**** DATA IN THIS EXERCISE
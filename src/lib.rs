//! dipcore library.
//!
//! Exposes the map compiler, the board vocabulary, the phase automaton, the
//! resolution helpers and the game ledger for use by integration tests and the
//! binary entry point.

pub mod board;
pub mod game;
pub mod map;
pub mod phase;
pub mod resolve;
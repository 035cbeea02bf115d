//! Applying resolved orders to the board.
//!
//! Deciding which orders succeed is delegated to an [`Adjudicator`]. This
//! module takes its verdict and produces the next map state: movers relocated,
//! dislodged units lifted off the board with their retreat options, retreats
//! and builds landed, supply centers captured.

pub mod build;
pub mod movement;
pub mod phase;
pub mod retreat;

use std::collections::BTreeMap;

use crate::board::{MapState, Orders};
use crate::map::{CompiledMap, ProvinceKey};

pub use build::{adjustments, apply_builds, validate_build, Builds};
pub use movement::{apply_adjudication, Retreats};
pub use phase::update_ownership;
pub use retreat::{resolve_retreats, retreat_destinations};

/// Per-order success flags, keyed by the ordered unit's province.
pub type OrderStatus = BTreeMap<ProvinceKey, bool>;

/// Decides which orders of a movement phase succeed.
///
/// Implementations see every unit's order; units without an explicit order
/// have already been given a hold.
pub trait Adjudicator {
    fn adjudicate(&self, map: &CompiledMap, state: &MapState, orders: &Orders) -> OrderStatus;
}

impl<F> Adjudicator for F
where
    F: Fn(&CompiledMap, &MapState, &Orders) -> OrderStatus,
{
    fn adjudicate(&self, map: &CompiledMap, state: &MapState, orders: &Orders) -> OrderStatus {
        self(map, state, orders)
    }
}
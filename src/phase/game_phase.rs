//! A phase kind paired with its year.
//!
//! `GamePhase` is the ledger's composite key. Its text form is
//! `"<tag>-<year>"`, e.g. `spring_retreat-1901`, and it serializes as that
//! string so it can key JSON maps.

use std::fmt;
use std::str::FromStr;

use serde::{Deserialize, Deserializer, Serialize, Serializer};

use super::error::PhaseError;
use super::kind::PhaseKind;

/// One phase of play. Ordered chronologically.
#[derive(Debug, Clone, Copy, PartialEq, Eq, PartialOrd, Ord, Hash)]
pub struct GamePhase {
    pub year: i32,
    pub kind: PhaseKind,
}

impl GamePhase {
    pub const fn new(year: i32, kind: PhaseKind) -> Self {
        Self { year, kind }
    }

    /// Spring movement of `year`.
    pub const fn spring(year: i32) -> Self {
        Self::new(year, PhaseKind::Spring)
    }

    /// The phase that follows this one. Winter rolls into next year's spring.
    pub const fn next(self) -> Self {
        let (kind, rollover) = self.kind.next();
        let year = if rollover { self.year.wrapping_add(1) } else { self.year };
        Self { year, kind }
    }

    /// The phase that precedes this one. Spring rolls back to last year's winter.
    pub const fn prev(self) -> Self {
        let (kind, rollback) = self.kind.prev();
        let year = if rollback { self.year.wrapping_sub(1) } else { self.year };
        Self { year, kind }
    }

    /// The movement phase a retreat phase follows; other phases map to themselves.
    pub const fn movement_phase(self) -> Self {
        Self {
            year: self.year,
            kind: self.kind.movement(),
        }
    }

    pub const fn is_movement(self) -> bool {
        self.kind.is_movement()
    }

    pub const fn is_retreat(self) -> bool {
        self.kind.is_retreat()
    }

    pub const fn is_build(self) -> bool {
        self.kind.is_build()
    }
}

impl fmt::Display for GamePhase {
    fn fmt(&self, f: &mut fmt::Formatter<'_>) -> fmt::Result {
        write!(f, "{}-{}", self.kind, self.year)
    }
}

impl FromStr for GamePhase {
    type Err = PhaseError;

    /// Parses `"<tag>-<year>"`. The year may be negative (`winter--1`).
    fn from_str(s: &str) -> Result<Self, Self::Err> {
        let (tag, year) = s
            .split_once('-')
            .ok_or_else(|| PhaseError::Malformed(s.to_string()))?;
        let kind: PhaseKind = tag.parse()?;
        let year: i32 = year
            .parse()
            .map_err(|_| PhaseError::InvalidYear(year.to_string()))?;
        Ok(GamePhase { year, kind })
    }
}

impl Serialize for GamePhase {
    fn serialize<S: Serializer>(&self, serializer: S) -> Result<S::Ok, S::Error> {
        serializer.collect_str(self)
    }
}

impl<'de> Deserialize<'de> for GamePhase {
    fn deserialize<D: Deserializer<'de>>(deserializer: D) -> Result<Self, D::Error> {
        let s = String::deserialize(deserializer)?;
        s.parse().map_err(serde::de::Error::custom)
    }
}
********
**** DATA IN THIS EXERCISE
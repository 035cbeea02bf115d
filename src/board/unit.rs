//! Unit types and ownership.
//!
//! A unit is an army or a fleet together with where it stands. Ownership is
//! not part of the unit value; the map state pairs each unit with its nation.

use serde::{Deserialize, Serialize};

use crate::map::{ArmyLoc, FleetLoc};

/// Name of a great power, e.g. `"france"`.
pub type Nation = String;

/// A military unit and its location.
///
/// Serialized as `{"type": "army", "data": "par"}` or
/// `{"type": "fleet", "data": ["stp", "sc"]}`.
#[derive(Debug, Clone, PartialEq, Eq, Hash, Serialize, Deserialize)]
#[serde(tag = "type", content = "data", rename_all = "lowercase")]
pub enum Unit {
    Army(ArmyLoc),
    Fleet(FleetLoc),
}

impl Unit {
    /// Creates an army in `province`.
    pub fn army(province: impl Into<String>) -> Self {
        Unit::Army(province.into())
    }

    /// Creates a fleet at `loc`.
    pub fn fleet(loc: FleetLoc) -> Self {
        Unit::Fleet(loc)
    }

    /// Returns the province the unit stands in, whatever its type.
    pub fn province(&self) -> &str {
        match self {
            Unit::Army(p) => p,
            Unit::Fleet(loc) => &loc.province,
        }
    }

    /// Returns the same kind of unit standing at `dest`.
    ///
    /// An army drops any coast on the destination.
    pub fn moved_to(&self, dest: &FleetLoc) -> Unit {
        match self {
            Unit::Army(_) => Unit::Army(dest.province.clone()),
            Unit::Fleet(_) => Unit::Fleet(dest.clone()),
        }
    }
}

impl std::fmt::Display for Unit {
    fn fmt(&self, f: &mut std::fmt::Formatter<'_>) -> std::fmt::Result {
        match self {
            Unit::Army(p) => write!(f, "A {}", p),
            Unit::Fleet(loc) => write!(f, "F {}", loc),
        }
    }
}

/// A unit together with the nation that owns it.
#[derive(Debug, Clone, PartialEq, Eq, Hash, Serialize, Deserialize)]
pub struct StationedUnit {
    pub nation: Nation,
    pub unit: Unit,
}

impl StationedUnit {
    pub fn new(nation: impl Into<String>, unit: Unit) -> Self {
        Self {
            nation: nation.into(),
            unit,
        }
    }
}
********
◆ **PROBLEM DESCRIPTION**
What you give back must be the stretch above, starting at the line with "let (kind, rollback)" and ending at the line with "type Err = PhaseError;", copied exactly.

◆ **REPLY**
        let (kind, rollback) = self.kind.prev();
        let year = if rollback { self.year.wrapping_sub(1) } else { self.year };
        Self { year, kind }
    }

    /// The movement phase a retreat phase follows; other phases map to themselves.
    pub const fn movement_phase(self) -> Self {
        Self {
            year: self.year,
            kind: self.kind.movement(),
        }
    }

    pub const fn is_movement(self) -> bool {
        self.kind.is_movement()
    }

    pub const fn is_retreat(self) -> bool {
        self.kind.is_retreat()
    }

    pub const fn is_build(self) -> bool {
        self.kind.is_build()
    }
}

impl fmt::Display for GamePhase {
    fn fmt(&self, f: &mut fmt::Formatter<'_>) -> fmt::Result {
        write!(f, "{}-{}", self.kind, self.year)
    }
}

impl FromStr for GamePhase {
    type Err = PhaseError;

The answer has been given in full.